# Work to complete
Check every line in the listing below for "rules". Copy the ones where it occurs.

*** Begin section ***

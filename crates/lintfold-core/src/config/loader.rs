//! Configuration file discovery and loading

use super::fragment::describe;
use crate::catalog::{CatalogManifest, ProviderCatalog};
use crate::error::LintfoldError;
use crate::result::{IoResultExt, Result};
use serde_json::Value;
use std::fs;
use std::path::{Path, PathBuf};

/// Config file names, in discovery priority order
pub const CONFIG_FILE_NAMES: &[&str] = &[
    "lintfold.config.json",
    "lintfold.config.jsonc",
    "lintfold.config.yaml",
    "lintfold.config.yml",
    "lintfold.config.toml",
];

/// Configuration loader for discovering and loading config files
pub struct ConfigLoader;

impl ConfigLoader {
    /// Auto-discover config file by traversing upward from start_path
    ///
    /// Checks [`CONFIG_FILE_NAMES`] in order in each directory, starting from
    /// the given directory and moving up the directory tree until a config is
    /// found or the filesystem root is reached.
    pub fn auto_discover(start_path: &Path) -> Result<Option<PathBuf>> {
        let mut current = start_path
            .canonicalize()
            .map_err(|e| LintfoldError::config_error(format!("Invalid path: {e}")))?;

        loop {
            for filename in CONFIG_FILE_NAMES {
                let config_path = current.join(filename);
                if config_path.is_file() {
                    tracing::debug!("Found config: {}", config_path.display());
                    return Ok(Some(config_path));
                }
            }

            match current.parent() {
                Some(parent) => current = parent.to_path_buf(),
                None => break,
            }
        }

        Ok(None)
    }

    /// Read a structured file (JSON, JSONC, YAML or TOML) into a JSON value
    pub fn read_value(path: &Path) -> Result<Value> {
        let content = fs::read_to_string(path).with_path(path)?;
        let ext = path.extension().and_then(|e| e.to_str());

        let parsed: std::result::Result<Value, String> = match ext {
            Some("json") => serde_json::from_str(&content).map_err(|e| e.to_string()),
            Some("jsonc") | Some("json5") => json5::from_str(&content).map_err(|e| e.to_string()),
            Some("yaml") | Some("yml") => serde_yaml::from_str(&content).map_err(|e| e.to_string()),
            Some("toml") => toml::from_str(&content).map_err(|e| e.to_string()),
            _ => Err("unsupported file extension (expected .json, .jsonc, .yaml, .yml or .toml)".to_string()),
        };

        parsed.map_err(|e| {
            LintfoldError::config_error(format!(
                "Failed to load config from '{}': {}",
                path.display(),
                e
            ))
        })
    }

    /// Load the fragment entries (fragment objects or preset names) from a file
    ///
    /// The file holds either a top-level sequence of entries or a mapping
    /// with a `fragments` sequence.
    pub fn load_entries(path: &Path) -> Result<Vec<Value>> {
        let value = Self::read_value(path)?;
        let entries = match value {
            Value::Array(entries) => entries,
            Value::Object(mut map) => match map.remove("fragments") {
                Some(Value::Array(entries)) => entries,
                Some(other) => {
                    return Err(LintfoldError::config_error(format!(
                        "'{}': `fragments` must be a sequence, found {}",
                        path.display(),
                        describe(&other)
                    )));
                }
                None => {
                    return Err(LintfoldError::config_error(format!(
                        "'{}': expected a sequence of fragments or a `fragments` key",
                        path.display()
                    )));
                }
            },
            other => {
                return Err(LintfoldError::config_error(format!(
                    "'{}': expected a sequence of fragments, found {}",
                    path.display(),
                    describe(&other)
                )));
            }
        };

        tracing::debug!("Loaded {} entries from {}", entries.len(), path.display());
        Ok(entries)
    }

    /// Load entries from path or auto-discover
    ///
    /// If a custom path is provided, loads from that path. Otherwise,
    /// attempts to auto-discover a config file starting from the given
    /// directory (or current directory). Returns the path actually used.
    pub fn load(custom_path: Option<&Path>, start_dir: Option<&Path>) -> Result<(PathBuf, Vec<Value>)> {
        let config_path = if let Some(path) = custom_path {
            if !path.exists() {
                return Err(LintfoldError::config_error(format!(
                    "Config file not found: {}",
                    path.display()
                )));
            }
            path.to_path_buf()
        } else {
            let search_dir = start_dir.unwrap_or_else(|| Path::new("."));
            Self::auto_discover(search_dir)?.ok_or_else(|| {
                LintfoldError::config_error(format!(
                    "No config file found ({}). Run 'lintfold config init' to create one",
                    CONFIG_FILE_NAMES.join(", ")
                ))
            })?
        };

        let entries = Self::load_entries(&config_path)?;
        Ok((config_path, entries))
    }

    /// Load a provider catalog manifest; without a path the default catalog is used
    pub fn load_catalog(path: Option<&Path>) -> Result<ProviderCatalog> {
        let Some(path) = path else {
            return Ok(ProviderCatalog::new());
        };

        let value = Self::read_value(path)?;
        let manifest: CatalogManifest = serde_json::from_value(value).map_err(|e| {
            LintfoldError::config_error(format!(
                "Invalid catalog manifest '{}': {}",
                path.display(),
                e
            ))
        })?;

        tracing::debug!(
            "Loaded catalog with {} providers and {} presets from {}",
            manifest.providers.len(),
            manifest.presets.len(),
            path.display()
        );
        Ok(ProviderCatalog::from_manifest(manifest))
    }
}

#[cfg(test)]
mod tests {
    use super::*;
    use tempfile::TempDir;

    fn create_temp_config(dir: &Path, filename: &str, content: &str) -> PathBuf {
        let path = dir.join(filename);
        fs::write(&path, content).unwrap();
        path
    }

    #[test]
    fn test_load_entries_json_array() {
        let temp_dir = TempDir::new().unwrap();
        let config_path = create_temp_config(
            temp_dir.path(),
            "lintfold.config.json",
            r#"[
                { "ignores": ["dist"] },
                "lintfold:recommended",
                { "rules": { "no-var": "error" } }
            ]"#,
        );

        let entries = ConfigLoader::load_entries(&config_path).unwrap();
        assert_eq!(entries.len(), 3);
        assert!(entries[1].is_string());
    }

    #[test]
    fn test_load_entries_jsonc() {
        let temp_dir = TempDir::new().unwrap();
        let config_path = create_temp_config(
            temp_dir.path(),
            "lintfold.config.jsonc",
            r#"[
                // build output
                { "ignores": ["dist",], },
            ]"#,
        );

        let entries = ConfigLoader::load_entries(&config_path).unwrap();
        assert_eq!(entries.len(), 1);
        assert_eq!(entries[0]["ignores"][0], "dist");
    }

    #[test]
    fn test_load_entries_yaml() {
        let temp_dir = TempDir::new().unwrap();
        let config_path = create_temp_config(
            temp_dir.path(),
            "lintfold.config.yaml",
            "- ignores: [dist]\n- rules:\n    curly: [error, multi]\n",
        );

        let entries = ConfigLoader::load_entries(&config_path).unwrap();
        assert_eq!(entries.len(), 2);
        assert_eq!(entries[1]["rules"]["curly"][1], "multi");
    }

    #[test]
    fn test_load_entries_toml() {
        let temp_dir = TempDir::new().unwrap();
        let config_path = create_temp_config(
            temp_dir.path(),
            "lintfold.config.toml",
            r#"
[[fragments]]
ignores = ["dist"]

[[fragments]]
rules = { "no-var" = "error" }
"#,
        );

        let entries = ConfigLoader::load_entries(&config_path).unwrap();
        assert_eq!(entries.len(), 2);
        assert_eq!(entries[1]["rules"]["no-var"], "error");
    }

    #[test]
    fn test_load_entries_rejects_scalar() {
        let temp_dir = TempDir::new().unwrap();
        let config_path = create_temp_config(temp_dir.path(), "lintfold.config.json", "42");
        assert!(ConfigLoader::load_entries(&config_path).is_err());
    }

    #[test]
    fn test_auto_discover() {
        let temp_dir = TempDir::new().unwrap();
        let nested = temp_dir.path().join("src/nested");
        fs::create_dir_all(&nested).unwrap();

        create_temp_config(temp_dir.path(), "lintfold.config.json", "[]");

        let found = ConfigLoader::auto_discover(&nested).unwrap();
        assert_eq!(found.unwrap().file_name().unwrap(), "lintfold.config.json");
    }

    #[test]
    fn test_auto_discover_priority() {
        let temp_dir = TempDir::new().unwrap();
        create_temp_config(temp_dir.path(), "lintfold.config.toml", "fragments = []");
        create_temp_config(temp_dir.path(), "lintfold.config.yaml", "[]");
        create_temp_config(temp_dir.path(), "lintfold.config.json", "[]");

        let found = ConfigLoader::auto_discover(temp_dir.path()).unwrap();
        assert_eq!(found.unwrap().file_name().unwrap(), "lintfold.config.json");
    }

    #[test]
    fn test_load_nonexistent_file() {
        let result = ConfigLoader::load(Some(Path::new("nonexistent.json")), None);
        assert!(result.is_err());
    }

    #[test]
    fn test_load_invalid_json() {
        let temp_dir = TempDir::new().unwrap();
        let config_path =
            create_temp_config(temp_dir.path(), "lintfold.config.json", r#"{ invalid json }"#);

        let result = ConfigLoader::load_entries(&config_path);
        assert!(matches!(result, Err(LintfoldError::Config { .. })));
    }

    #[test]
    fn test_load_catalog() {
        let temp_dir = TempDir::new().unwrap();
        let catalog_path = create_temp_config(
            temp_dir.path(),
            "catalog.yaml",
            "providers:\n  eslint-plugin-import:\n    rules: [no-absolute-path]\npresets:\n  imports:\n    - plugins:\n        import: eslint-plugin-import\n",
        );

        let catalog = ConfigLoader::load_catalog(Some(&catalog_path)).unwrap();
        assert!(
            catalog
                .provider("eslint-plugin-import")
                .unwrap()
                .provides("no-absolute-path")
        );
        assert!(catalog.preset("imports").is_some());
        assert!(catalog.preset("lintfold:recommended").is_some());
    }
}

*** End section ***

# Answer to the problem
                { "rules": { "no-var": "error" } }
            "- ignores: [dist]\n- rules:\n    curly: [error, multi]\n",
        assert_eq!(entries[1]["rules"]["curly"][1], "multi");
rules = { "no-var" = "error" }
        assert_eq!(entries[1]["rules"]["no-var"], "error");
            "providers:\n  eslint-plugin-import:\n    rules: [no-absolute-path]\npresets:\n  imports:\n    - plugins:\n        import: eslint-plugin-import\n",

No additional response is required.